This annotated bibliography is intended to accompany my CIG 2012 tutorial, but will hopefully be useful even if you didn't attend.
A significant chunk of work, including the earliest, tackles board games. They have a nice formal structure, are discrete and turn-based, and there is already an established culture of inventing and analyzing game variants.
Pell's METAGAME is, to my knowledge, the first published game generator. He defines a generative space of games more general than chess, which he calls "symmetric, chess-like games". They're encoded in a representation specific to this genre, which is also symmetric by construction. By symmetric I mean that mechanics are specified only from the perspective of one player, with the starting positions and rules that apply to the other player always being the mirror of the first player's. The rules themselves are represented in a game grammar, and generation is done by stochastically sampling from that grammar, along with some checks for basic game playability, and generative-parameter knobs to tweak some aspects of what's likely to be generated.

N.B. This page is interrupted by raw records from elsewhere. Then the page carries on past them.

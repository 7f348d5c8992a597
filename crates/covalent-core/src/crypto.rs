//! Cryptographic primitives for CoValues.
//!
//! Wraps Ed25519 signing, X25519 sealing, ChaCha20-Poly1305 symmetric
//! encryption and Blake3 hashing with strong types.
//!
//! Encryption never takes a raw nonce. Callers pass *nonce material*, any
//! serializable context (typically the CoValue id and transaction id), and
//! the 12-byte nonce is derived from its JSON encoding. The same material
//! must be supplied to decrypt.

use std::fmt;
use std::str::FromStr;

use chacha20poly1305::aead::{Aead, KeyInit};
use chacha20poly1305::{ChaCha20Poly1305, Nonce};
use ed25519_dalek::{Signer, SigningKey, Verifier, VerifyingKey};
use rand::RngCore;
use serde::Serialize;
use x25519_dalek::{PublicKey as DalekSealerKey, StaticSecret};

use crate::encoding::{decode_prefixed, prefixed_hex, string_serde};
use crate::error::{CoreError, Result};

const SEAL_CONTEXT: &str = "covalent 2024 sealed key exchange v0";

/// A 32-byte Blake3 hash.
#[derive(Clone, Copy, PartialEq, Eq, Hash, PartialOrd, Ord)]
pub struct Hash(pub [u8; 32]);

prefixed_hex!(Hash, "hash_", 32);

impl Hash {
    /// Compute the Blake3 hash of the given data.
    pub fn of(data: &[u8]) -> Self {
        Self(*blake3::hash(data).as_bytes())
    }

    /// Get the raw bytes.
    pub const fn as_bytes(&self) -> &[u8; 32] {
        &self.0
    }
}

/// Incremental Blake3 hasher over a session's transactions.
///
/// Cloning is cheap and lets callers compute a prospective hash without
/// disturbing the committed state.
#[derive(Clone, Debug, Default)]
pub struct StreamingHash(blake3::Hasher);

impl StreamingHash {
    /// Create an empty streaming hash.
    pub fn new() -> Self {
        Self::default()
    }

    /// Feed bytes into the hash.
    pub fn update(&mut self, bytes: &[u8]) {
        self.0.update(bytes);
    }

    /// Current digest. Does not consume or reset the state.
    pub fn digest(&self) -> Hash {
        Hash(*self.0.finalize().as_bytes())
    }
}

/// A 64-byte Ed25519 signature.
#[derive(Clone, Copy, PartialEq, Eq)]
pub struct Signature(pub [u8; 64]);

prefixed_hex!(Signature, "signature_", 64);

/// An Ed25519 public key identifying who signed a session.
#[derive(Clone, Copy, PartialEq, Eq, Hash, PartialOrd, Ord)]
pub struct SignerId(pub [u8; 32]);

prefixed_hex!(SignerId, "signer_", 32);

impl SignerId {
    /// Verify a signature over a hash.
    pub fn verify(&self, hash: &Hash, signature: &Signature) -> Result<()> {
        let verifying_key =
            VerifyingKey::from_bytes(&self.0).map_err(|_| CoreError::InvalidPublicKey)?;
        let sig = ed25519_dalek::Signature::from_bytes(&signature.0);
        verifying_key
            .verify(hash.as_bytes(), &sig)
            .map_err(|_| CoreError::InvalidSignature)
    }
}

/// An X25519 public key used to seal secrets to an agent.
#[derive(Clone, Copy, PartialEq, Eq, Hash, PartialOrd, Ord)]
pub struct SealerId(pub [u8; 32]);

prefixed_hex!(SealerId, "sealer_", 32);

/// Identifier of a symmetric key.
#[derive(Clone, Copy, PartialEq, Eq, Hash, PartialOrd, Ord)]
pub struct KeyId(pub [u8; 12]);

prefixed_hex!(KeyId, "key_", 12);

/// A 256-bit ChaCha20-Poly1305 key.
#[derive(Clone, PartialEq, Eq)]
pub struct KeySecret(pub [u8; 32]);

prefixed_hex!(KeySecret, "keySecret_", 32, secret);

/// Symmetrically encrypted bytes.
#[derive(Clone, PartialEq, Eq)]
pub struct Encrypted(pub Vec<u8>);

prefixed_hex!(Encrypted, "encrypted_", vec);

/// Bytes sealed from one agent to another.
#[derive(Clone, PartialEq, Eq)]
pub struct Sealed(pub Vec<u8>);

prefixed_hex!(Sealed, "sealed_", vec);

impl Encrypted {
    /// Length of the encoded string form, used for piece sizing.
    pub fn encoded_len(&self) -> usize {
        "encrypted_".len() + self.0.len() * 2
    }
}

impl KeySecret {
    /// Generate a new random key.
    pub fn generate() -> Self {
        let mut bytes = [0u8; 32];
        rand::thread_rng().fill_bytes(&mut bytes);
        Self(bytes)
    }

    /// Get the raw bytes.
    pub fn as_bytes(&self) -> &[u8; 32] {
        &self.0
    }

    /// Encrypt `plaintext`, deriving the nonce from `nonce_material`.
    pub fn encrypt<N: Serialize + ?Sized>(&self, plaintext: &[u8], nonce_material: &N) -> Result<Encrypted> {
        let cipher = ChaCha20Poly1305::new_from_slice(&self.0)
            .map_err(|e| CoreError::Encryption(e.to_string()))?;
        let nonce = nonce_from_material(nonce_material)?;
        cipher
            .encrypt(Nonce::from_slice(&nonce), plaintext)
            .map(Encrypted)
            .map_err(|e| CoreError::Encryption(e.to_string()))
    }

    /// Decrypt data produced by [`KeySecret::encrypt`] with the same material.
    pub fn decrypt<N: Serialize + ?Sized>(&self, encrypted: &Encrypted, nonce_material: &N) -> Result<Vec<u8>> {
        let cipher = ChaCha20Poly1305::new_from_slice(&self.0)
            .map_err(|e| CoreError::Decryption(e.to_string()))?;
        let nonce = nonce_from_material(nonce_material)?;
        cipher
            .decrypt(Nonce::from_slice(&nonce), encrypted.0.as_slice())
            .map_err(|e| CoreError::Decryption(e.to_string()))
    }
}

/// Generate a fresh symmetric key together with its random id.
pub fn new_random_key() -> (KeyId, KeySecret) {
    let mut id = [0u8; 12];
    rand::thread_rng().fill_bytes(&mut id);
    (KeyId(id), KeySecret::generate())
}

/// Public identity of an agent: who signs and who can be sealed to.
#[derive(Clone, Copy, PartialEq, Eq, Hash, PartialOrd, Ord)]
pub struct AgentId {
    pub signer: SignerId,
    pub sealer: SealerId,
}

impl fmt::Display for AgentId {
    fn fmt(&self, f: &mut fmt::Formatter<'_>) -> fmt::Result {
        write!(f, "agent_{}_{}", hex::encode(self.signer.0), hex::encode(self.sealer.0))
    }
}

impl fmt::Debug for AgentId {
    fn fmt(&self, f: &mut fmt::Formatter<'_>) -> fmt::Result {
        write!(f, "Agent({})", &hex::encode(self.signer.0)[..16])
    }
}

impl FromStr for AgentId {
    type Err = CoreError;

    fn from_str(s: &str) -> Result<Self> {
        let body = s
            .strip_prefix("agent_")
            .ok_or_else(|| CoreError::InvalidEncoding(format!("not an agent id: {s:?}")))?;
        let (signer, sealer) = body
            .split_once('_')
            .ok_or_else(|| CoreError::InvalidEncoding(format!("malformed agent id: {s:?}")))?;
        Ok(Self {
            signer: format!("signer_{signer}").parse()?,
            sealer: format!("sealer_{sealer}").parse()?,
        })
    }
}

string_serde!(AgentId);

/// Secret material of an agent: an Ed25519 signing key and an X25519 sealing key.
#[derive(Clone)]
pub struct AgentSecret {
    signer: SigningKey,
    sealer: StaticSecret,
}

impl AgentSecret {
    /// Generate a new random agent.
    pub fn generate() -> Self {
        let mut rng = rand::thread_rng();
        let signer = SigningKey::generate(&mut rng);
        let mut sealer = [0u8; 32];
        rng.fill_bytes(&mut sealer);
        Self {
            signer,
            sealer: StaticSecret::from(sealer),
        }
    }

    /// Create from two 32-byte seeds.
    pub fn from_seeds(signer_seed: [u8; 32], sealer_seed: [u8; 32]) -> Self {
        Self {
            signer: SigningKey::from_bytes(&signer_seed),
            sealer: StaticSecret::from(sealer_seed),
        }
    }

    /// The agent's public identity.
    pub fn id(&self) -> AgentId {
        AgentId {
            signer: SignerId(self.signer.verifying_key().to_bytes()),
            sealer: SealerId(DalekSealerKey::from(&self.sealer).to_bytes()),
        }
    }

    /// Sign a hash.
    pub fn sign(&self, hash: &Hash) -> Signature {
        Signature(self.signer.sign(hash.as_bytes()).to_bytes())
    }

    /// Seal `message` so that only the holder of `to`'s secret can open it,
    /// and they can verify it came from this agent.
    pub fn seal<N: Serialize + ?Sized>(&self, message: &[u8], to: &SealerId, nonce_material: &N) -> Result<Sealed> {
        let key = self.shared_key(to);
        key.encrypt(message, nonce_material).map(|e| Sealed(e.0))
    }

    /// Open a message sealed to this agent by the holder of `from`.
    pub fn open<N: Serialize + ?Sized>(&self, sealed: &Sealed, from: &SealerId, nonce_material: &N) -> Result<Vec<u8>> {
        let key = self.shared_key(from);
        key.decrypt(&Encrypted(sealed.0.clone()), nonce_material)
    }

    fn shared_key(&self, other: &SealerId) -> KeySecret {
        let shared = self.sealer.diffie_hellman(&DalekSealerKey::from(other.0));
        KeySecret(blake3::derive_key(SEAL_CONTEXT, shared.as_bytes()))
    }
}

impl fmt::Display for AgentSecret {
    fn fmt(&self, f: &mut fmt::Formatter<'_>) -> fmt::Result {
        write!(
            f,
            "agentSecret_{}{}",
            hex::encode(self.signer.to_bytes()),
            hex::encode(self.sealer.to_bytes())
        )
    }
}

impl fmt::Debug for AgentSecret {
    fn fmt(&self, f: &mut fmt::Formatter<'_>) -> fmt::Result {
        write!(f, "AgentSecret({:?})", self.id())
    }
}

impl FromStr for AgentSecret {
    type Err = CoreError;

    fn from_str(s: &str) -> Result<Self> {
        let bytes = decode_prefixed(s, "agentSecret_")?;
        if bytes.len() != 64 {
            return Err(CoreError::InvalidEncoding("agent secret must encode 64 bytes".into()));
        }
        let mut signer = [0u8; 32];
        let mut sealer = [0u8; 32];
        signer.copy_from_slice(&bytes[..32]);
        sealer.copy_from_slice(&bytes[32..]);
        Ok(Self::from_seeds(signer, sealer))
    }
}

/// Generate a new random agent secret.
pub fn new_random_agent_secret() -> AgentSecret {
    AgentSecret::generate()
}

/// Verify `signature` over `hash` by `signer`.
pub fn verify(signature: &Signature, hash: &Hash, signer: &SignerId) -> bool {
    signer.verify(hash, signature).is_ok()
}

fn nonce_from_material<N: Serialize + ?Sized>(material: &N) -> Result<[u8; 12]> {
    let bytes = serde_json::to_vec(material)?;
    let digest = blake3::hash(&bytes);
    let mut nonce = [0u8; 12];
    nonce.copy_from_slice(&digest.as_bytes()[..12]);
    Ok(nonce)
}

#[cfg(test)]
mod tests {
    use super::*;
    use serde_json::json;

    #[test]
    fn test_sign_verify() {
        let agent = AgentSecret::generate();
        let hash = Hash::of(b"hello");
        let sig = agent.sign(&hash);

        assert!(verify(&sig, &hash, &agent.id().signer));
        assert!(!verify(&sig, &Hash::of(b"other"), &agent.id().signer));

        let other = AgentSecret::generate();
        assert!(!verify(&sig, &hash, &other.id().signer));
    }

    #[test]
    fn test_streaming_hash_matches_clone() {
        let mut a = StreamingHash::new();
        a.update(b"one");
        let mut b = a.clone();
        b.update(b"two");

        assert_ne!(a.digest(), b.digest());
        a.update(b"two");
        assert_eq!(a.digest(), b.digest());
    }

    #[test]
    fn test_encrypt_decrypt() {
        let (_, key) = new_random_key();
        let material = json!({"in": "co_abc", "tx": 1});
        let encrypted = key.encrypt(b"secret", &material).unwrap();

        assert_eq!(key.decrypt(&encrypted, &material).unwrap(), b"secret");
        assert!(key.decrypt(&encrypted, &json!({"in": "co_abc", "tx": 2})).is_err());
        assert!(KeySecret::generate().decrypt(&encrypted, &material).is_err());
    }

    #[test]
    fn test_seal_open() {
        let alice = AgentSecret::generate();
        let bob = AgentSecret::generate();
        let eve = AgentSecret::generate();
        let material = json!({"in": "co_group"});

        let sealed = alice.seal(b"key", &bob.id().sealer, &material).unwrap();
        assert_eq!(bob.open(&sealed, &alice.id().sealer, &material).unwrap(), b"key");
        assert!(eve.open(&sealed, &alice.id().sealer, &material).is_err());
    }

    #[test]
    fn test_string_roundtrips() {
        let agent = AgentSecret::generate();
        let id = agent.id();
        let parsed: AgentId = id.to_string().parse().unwrap();
        assert_eq!(parsed, id);

        let secret: AgentSecret = agent.to_string().parse().unwrap();
        assert_eq!(secret.id(), id);

        let (key_id, _) = new_random_key();
        assert_eq!(key_id.to_string().parse::<KeyId>().unwrap(), key_id);
        assert!(key_id.to_string().starts_with("key_"));

        let json = serde_json::to_string(&id).unwrap();
        assert_eq!(serde_json::from_str::<AgentId>(&json).unwrap(), id);
    }

    #[test]
    fn test_key_secret_debug_is_redacted() {
        let key = KeySecret([7u8; 32]);
        assert_eq!(format!("{key:?}"), "KeySecret(<redacted>)");
    }
}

Pell's motivation was actually not game generation, but general game playing: by the early 1990s, there was a worry that chess-playing AI had delved too deeply into special-case code that was very specific to chess. Therefore, some researchers proposed that more fundamental advances in intelligence would be better served by forcing game-playing AI systems to tackle a wider space of games, where they couldn't hard-code as many details of a specific game, as they could if they only had to play chess. Therefore a way to define such a larger space of games was needed, which METAGAME aimed to provide.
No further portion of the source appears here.